BPSDの行動症状
読み方:びーぴーえすでぃーのこうどうしょうじょう
BPSD(Behavioral and Psychological Symptoms of Dementia)の行動症状とは、「通常は患者の観察によって明らかにされる」としています。
具体的には、
- 徘徊
- 焦燥
- 攻撃性
- 介護に対する抵抗
- 不適切な性的行動
- 夕暮れ症候群(夕方になるとそわそわして落ち着かなくなる)
- 破局反応(突然の怒りの爆発)
- 叫声(きょうせい)
- 不穏
- 文化的に不釣り合いな行動
- 収集癖
- ののしり
- 付きまとい
があげられています。
しかし、例えば「不安そうにうろうろしている症状(焦燥)」の心理面をみれば心理症状で、うろうろしている行動は行動症状です。

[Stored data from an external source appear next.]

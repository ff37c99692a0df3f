// SPDX-FileCopyrightText: 2026 Sendloop Contributors
// SPDX-License-Identifier: MIT OR Apache-2.0

//! Inbound message routing: knowledge-base match, AI fallback, reply.
//!
//! Every inbound event is handled to completion before the next one for the
//! same handle is processed; the session manager's event loop calls
//! [`InboundRouter::handle_event`] sequentially per client. The router never
//! returns an error: all failures degrade to the static fallback reply or to
//! a logged warning.

use std::sync::Arc;
use std::time::Duration;

use sendloop_config::model::RouterConfig;
use sendloop_core::{
    Channel, ChannelClient, CompletionProvider, Direction, InboundEvent, ResponseSource, TenantId,
};
use sendloop_storage::{NewChatEntry, Store};
use strsim::jaro_winkler;
use tracing::{debug, warn};

/// A reply picked for one inbound message.
struct Reply {
    text: String,
    source: ResponseSource,
    matched_keyword: Option<String>,
}

/// Routes inbound events to knowledge-base or AI-generated replies.
pub struct InboundRouter {
    store: Store,
    completer: Arc<dyn CompletionProvider>,
    cfg: RouterConfig,
}

impl InboundRouter {
    pub fn new(store: Store, completer: Arc<dyn CompletionProvider>, cfg: RouterConfig) -> Arc<Self> {
        Arc::new(Self {
            store,
            completer,
            cfg,
        })
    }

    /// Handles one inbound event: log it, pick a reply, send it, log that.
    pub async fn handle_event(
        &self,
        tenant: &TenantId,
        channel: Channel,
        client: &dyn ChannelClient,
        event: InboundEvent,
    ) {
        if event.from_self {
            return;
        }

        // Log before replying; a logging failure must not block the reply.
        if let Err(e) = self
            .store
            .append_chat(NewChatEntry {
                tenant_id: tenant.clone(),
                channel,
                chat_id: event.chat_id.clone(),
                chat_type: event.chat_type,
                direction: Direction::Incoming,
                content: event.text.clone(),
                external_id: event.external_id.clone(),
                response_source: None,
                matched_keyword: None,
            })
            .await
        {
            warn!(tenant = %tenant, channel = %channel, error = %e, "chat log append failed");
        }

        let reply = self.resolve_reply(tenant, &event.text).await;
        debug!(
            tenant = %tenant,
            channel = %channel,
            chat_id = %event.chat_id,
            source = %reply.source,
            "reply resolved"
        );

        tokio::time::sleep(Duration::from_secs(self.cfg.reply_delay_secs)).await;

        match client.send_text(&event.chat_id, &reply.text).await {
            Ok(external_id) => {
                if let Err(e) = self
                    .store
                    .append_chat(NewChatEntry {
                        tenant_id: tenant.clone(),
                        channel,
                        chat_id: event.chat_id.clone(),
                        chat_type: event.chat_type,
                        direction: Direction::Outgoing,
                        content: reply.text,
                        external_id: Some(external_id),
                        response_source: Some(reply.source),
                        matched_keyword: reply.matched_keyword,
                    })
                    .await
                {
                    warn!(tenant = %tenant, channel = %channel, error = %e, "chat log append failed");
                }
            }
            Err(e) => {
                warn!(
                    tenant = %tenant,
                    channel = %channel,
                    chat_id = %event.chat_id,
                    error = %e,
                    "auto-reply send failed"
                );
            }
        }
    }

    /// Knowledge base first; AI only when nothing clears the threshold; the
    /// static fallback when the AI call fails or times out.
    async fn resolve_reply(&self, tenant: &TenantId, text: &str) -> Reply {
        match self.store.active_knowledge(tenant).await {
            Ok(entries) => {
                let mut best: Option<(f64, &str, &str)> = None;
                for entry in &entries {
                    let score = fuzzy_score(text, &entry.keyword);
                    if best.map_or(true, |(s, _, _)| score > s) {
                        best = Some((score, &entry.keyword, &entry.answer));
                    }
                }
                if let Some((score, keyword, answer)) = best {
                    if score >= self.cfg.match_threshold {
                        return Reply {
                            text: answer.to_string(),
                            source: ResponseSource::KnowledgeBase,
                            matched_keyword: Some(keyword.to_string()),
                        };
                    }
                }
            }
            Err(e) => {
                warn!(tenant = %tenant, error = %e, "knowledge lookup failed");
            }
        }

        let timeout = Duration::from_secs(self.cfg.ai_timeout_secs);
        match tokio::time::timeout(
            timeout,
            self.completer.complete(text, self.cfg.ai_max_tokens),
        )
        .await
        {
            Ok(Ok(reply)) => Reply {
                text: reply,
                source: ResponseSource::Ai,
                matched_keyword: None,
            },
            Ok(Err(e)) => {
                warn!(tenant = %tenant, error = %e, "completion failed, using fallback reply");
                self.fallback()
            }
            Err(_) => {
                warn!(tenant = %tenant, timeout = ?timeout, "completion timed out, using fallback reply");
                self.fallback()
            }
        }
    }

    fn fallback(&self) -> Reply {
        Reply {
            text: self.cfg.fallback_reply.clone(),
            source: ResponseSource::Fallback,
            matched_keyword: None,
        }
    }
}

/// Similarity between an inbound text and a knowledge keyword, 0.0..=1.0.
///
/// Containment counts as an exact hit so "what is your pricing?" matches the
/// keyword "pricing". Otherwise the score is the best Jaro-Winkler similarity
/// of the keyword against the whole text and against each word, which
/// tolerates typos like "pricng".
pub(crate) fn fuzzy_score(text: &str, keyword: &str) -> f64 {
    let text = text.to_lowercase();
    let keyword = keyword.to_lowercase();
    if keyword.is_empty() {
        return 0.0;
    }
    if text.contains(&keyword) {
        return 1.0;
    }
    let mut best = jaro_winkler(&text, &keyword);
    for word in text.split_whitespace() {
        let score = jaro_winkler(word, &keyword);
        if score > best {
            best = score;
        }
    }
    best
}

#[cfg(test)]
mod tests {
    use super::*;

    #[test]
    fn containment_is_exact_hit() {
        assert_eq!(fuzzy_score("what is your PRICING today", "pricing"), 1.0);
    }

    #[test]
    fn typo_scores_high_but_below_exact() {
        let score = fuzzy_score("tell me about pricng", "pricing");
        assert!(score > 0.9, "got {score}");
        assert!(score < 1.0);
    }

    #[test]
    fn unrelated_text_scores_low() {
        let score = fuzzy_score("good morning everyone", "refund policy");
        assert!(score < 0.84, "got {score}");
    }

    #[test]
    fn empty_keyword_never_matches() {
        assert_eq!(fuzzy_score("anything", ""), 0.0);
    }
}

このように、心理症状と行動症状の区別は明確ではありません。
BPSDは、日本では周辺症状や随伴症状といわれたものにほぼ相当します。
中核症状(認知症状)は必ずあらわれますが、BPSDは認知症の人全員に見られるわけではないという意味から、周辺症状や随伴症状などの用語が使われてきた歴史があります。
また、周辺症状は中核症状に環境因子などが加わって2次的に発症するという考え方がありますが、これはBPSDに当てはまりません。

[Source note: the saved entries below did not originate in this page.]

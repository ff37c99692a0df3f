// SPDX-FileCopyrightText: 2026 Sendloop Contributors
// SPDX-License-Identifier: MIT OR Apache-2.0

//! Append-only chat log with read-only projections.

use rusqlite::params;
use sendloop_core::{Channel, ChatType, Direction, ResponseSource, SendloopError, TenantId};

use crate::database::Database;
use crate::models::{ChatLogRow, ChatStats, ContactRow};

/// Parameters for one chat log entry.
#[derive(Debug, Clone)]
pub struct NewChatEntry {
    pub tenant_id: TenantId,
    pub channel: Channel,
    pub chat_id: String,
    pub chat_type: ChatType,
    pub direction: Direction,
    pub content: String,
    pub external_id: Option<String>,
    pub response_source: Option<ResponseSource>,
    pub matched_keyword: Option<String>,
}

/// Append one entry. Returns the rowid.
pub async fn append(db: &Database, entry: NewChatEntry) -> Result<i64, SendloopError> {
    db.connection()
        .call(move |conn| {
            conn.execute(
                "INSERT INTO chat_log (tenant_id, channel, chat_id, chat_type, direction,
                                       content, external_id, response_source, matched_keyword)
                 VALUES (?1, ?2, ?3, ?4, ?5, ?6, ?7, ?8, ?9)",
                params![
                    entry.tenant_id.as_str(),
                    entry.channel.to_string(),
                    entry.chat_id,
                    entry.chat_type.to_string(),
                    entry.direction.to_string(),
                    entry.content,
                    entry.external_id,
                    entry.response_source.map(|s| s.to_string()),
                    entry.matched_keyword,
                ],
            )?;
            Ok(conn.last_insert_rowid())
        })
        .await
        .map_err(crate::database::map_tr_err)
}

/// Message history for one chat, newest last, capped at `limit`.
pub async fn history(
    db: &Database,
    tenant: &TenantId,
    channel: Channel,
    chat_id: &str,
    limit: u32,
) -> Result<Vec<ChatLogRow>, SendloopError> {
    let tenant = tenant.as_str().to_string();
    let channel = channel.to_string();
    let chat_id = chat_id.to_string();
    db.connection()
        .call(move |conn| {
            // Take the newest N then flip so callers read oldest-first.
            let mut stmt = conn.prepare(
                "SELECT id, tenant_id, channel, chat_id, chat_type, direction, content,
                        external_id, response_source, matched_keyword, created_at
                 FROM chat_log
                 WHERE tenant_id = ?1 AND channel = ?2 AND chat_id = ?3
                 ORDER BY id DESC LIMIT ?4",
            )?;
            let rows = stmt.query_map(params![tenant, channel, chat_id, limit], row_to_entry)?;
            let mut entries = Vec::new();
            for row in rows {
                entries.push(row?);
            }
            entries.reverse();
            Ok(entries)
        })
        .await
        .map_err(crate::database::map_tr_err)
}

/// Distinct chats the tenant has talked to on a channel, most recent first.
pub async fn contacts(
    db: &Database,
    tenant: &TenantId,
    channel: Channel,
) -> Result<Vec<ContactRow>, SendloopError> {
    let tenant = tenant.as_str().to_string();
    let channel = channel.to_string();
    db.connection()
        .call(move |conn| {
            let mut stmt = conn.prepare(
                "SELECT chat_id, chat_type, MAX(created_at) AS last_message_at
                 FROM chat_log
                 WHERE tenant_id = ?1 AND channel = ?2
                 GROUP BY chat_id, chat_type
                 ORDER BY last_message_at DESC",
            )?;
            let rows = stmt.query_map(params![tenant, channel], |row| {
                Ok(ContactRow {
                    chat_id: row.get(0)?,
                    chat_type: row.get(1)?,
                    last_message_at: row.get(2)?,
                })
            })?;
            let mut contacts = Vec::new();
            for row in rows {
                contacts.push(row?);
            }
            Ok(contacts)
        })
        .await
        .map_err(crate::database::map_tr_err)
}

/// Aggregate counts over a tenant's whole chat log.
pub async fn stats(db: &Database, tenant: &TenantId) -> Result<ChatStats, SendloopError> {
    let tenant = tenant.as_str().to_string();
    db.connection()
        .call(move |conn| {
            let stats = conn.query_row(
                "SELECT
                     COUNT(*) FILTER (WHERE direction = 'incoming'),
                     COUNT(*) FILTER (WHERE direction = 'outgoing'),
                     COUNT(*) FILTER (WHERE response_source IS NOT NULL),
                     COUNT(DISTINCT chat_id)
                 FROM chat_log WHERE tenant_id = ?1",
                params![tenant],
                |row| {
                    Ok(ChatStats {
                        incoming: row.get(0)?,
                        outgoing: row.get(1)?,
                        auto_replies: row.get(2)?,
                        distinct_chats: row.get(3)?,
                    })
                },
            )?;
            Ok(stats)
        })
        .await
        .map_err(crate::database::map_tr_err)
}

fn row_to_entry(row: &rusqlite::Row<'_>) -> Result<ChatLogRow, rusqlite::Error> {
    Ok(ChatLogRow {
        id: row.get(0)?,
        tenant_id: row.get(1)?,
        channel: row.get(2)?,
        chat_id: row.get(3)?,
        chat_type: row.get(4)?,
        direction: row.get(5)?,
        content: row.get(6)?,
        external_id: row.get(7)?,
        response_source: row.get(8)?,
        matched_keyword: row.get(9)?,
        created_at: row.get(10)?,
    })
}
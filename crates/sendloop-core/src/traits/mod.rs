// SPDX-FileCopyrightText: 2026 Sendloop Contributors
// SPDX-License-Identifier: MIT OR Apache-2.0

//! Trait definitions for channel adapters and the AI completion seam.

pub mod channel;
pub mod completion;

pub use channel::{ChannelClient, ChannelConnector, LoginFlow, PairingOutcome};
pub use completion::CompletionProvider;
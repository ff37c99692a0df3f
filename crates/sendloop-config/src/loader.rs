// SPDX-FileCopyrightText: 2026 Sendloop Contributors
// SPDX-License-Identifier: MIT OR Apache-2.0

//! Configuration loader using Figment for layered config merging.
//!
//! Supports XDG hierarchy: `./sendloop.toml` > `~/.config/sendloop/sendloop.toml`
//! > `/etc/sendloop/sendloop.toml` with environment variable overrides via the
//! `SENDLOOP_` prefix.

#![allow(clippy::result_large_err)] // figment::Error is external and cannot be boxed without wrapper

use std::path::Path;

use figment::{
    providers::{Env, Format, Serialized, Toml},
    Figment,
};

use crate::model::SendloopConfig;

/// Load configuration from the standard XDG hierarchy with env var overrides.
///
/// Merge order (later overrides earlier):
/// 1. Compiled defaults
/// 2. `/etc/sendloop/sendloop.toml` (system-wide)
/// 3. `~/.config/sendloop/sendloop.toml` (user XDG config)
/// 4. `./sendloop.toml` (local directory)
/// 5. `SENDLOOP_*` environment variables
pub fn load_config() -> Result<SendloopConfig, figment::Error> {
    Figment::new()
        .merge(Serialized::defaults(SendloopConfig::default()))
        .merge(Toml::file("/etc/sendloop/sendloop.toml"))
        .merge(Toml::file(
            dirs::config_dir()
                .map(|d| d.join("sendloop/sendloop.toml"))
                .unwrap_or_default(),
        ))
        .merge(Toml::file("sendloop.toml"))
        .merge(env_provider())
        .extract()
}

/// Load configuration from a TOML string only (no XDG lookup).
///
/// Used for testing and explicit config specification.
pub fn load_config_from_str(toml_content: &str) -> Result<SendloopConfig, figment::Error> {
    Figment::new()
        .merge(Serialized::defaults(SendloopConfig::default()))
        .merge(Toml::string(toml_content))
        .extract()
}

/// Load configuration from a specific file path with env var overrides.
pub fn load_config_from_path(path: &Path) -> Result<SendloopConfig, figment::Error> {
    Figment::new()
        .merge(Serialized::defaults(SendloopConfig::default()))
        .merge(Toml::file(path))
        .merge(env_provider())
        .extract()
}

/// Create the environment variable provider using explicit `map()` for
/// section-to-dot mapping.
///
/// Uses `Env::map()` NOT `Env::split("_")` to avoid ambiguity with
/// underscore-containing key names. `SENDLOOP_ROUTER_MATCH_THRESHOLD` must map
/// to `router.match_threshold`, not `router.match.threshold`.
fn env_provider() -> Env {
    Env::prefixed("SENDLOOP_").map(|key| {
        let key_str = key.as_str();
        let mapped = key_str
            .replacen("engine_", "engine.", 1)
            .replacen("storage_", "storage.", 1)
            .replacen("session_", "session.", 1)
            .replacen("router_", "router.", 1)
            .replacen("dispatcher_", "dispatcher.", 1)
            .replacen("anthropic_", "anthropic.", 1)
            .replacen("whatsapp_", "whatsapp.", 1);
        mapped.into()
    })
}

#[cfg(test)]
mod tests {
    use super::*;

    #[test]
    fn empty_string_yields_defaults() {
        let config = load_config_from_str("").unwrap();
        assert_eq!(config.engine.log_level, "info");
    }

    #[test]
    fn toml_string_overrides_defaults() {
        let config = load_config_from_str(
            r#"
[engine]
log_level = "debug"

[dispatcher]
poll_interval_secs = 5
"#,
        )
        .unwrap();
        assert_eq!(config.engine.log_level, "debug");
        assert_eq!(config.dispatcher.poll_interval_secs, 5);
    }
}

BPSDは多要因によって生じるもので、中核症状はBPSDの多要因の1つに過ぎないとされています。さらに周辺症状や随伴症状にはせん妄が含まれているという考え方がありますが、BPSDにせん妄は含まれません。
せん妄は意識障害の一種で、認知症の症状であるBPSDとは区別されます。
このように、BPSDと周辺症状はそもそもの概念が異なるので、きちんと区別して用いるべきです。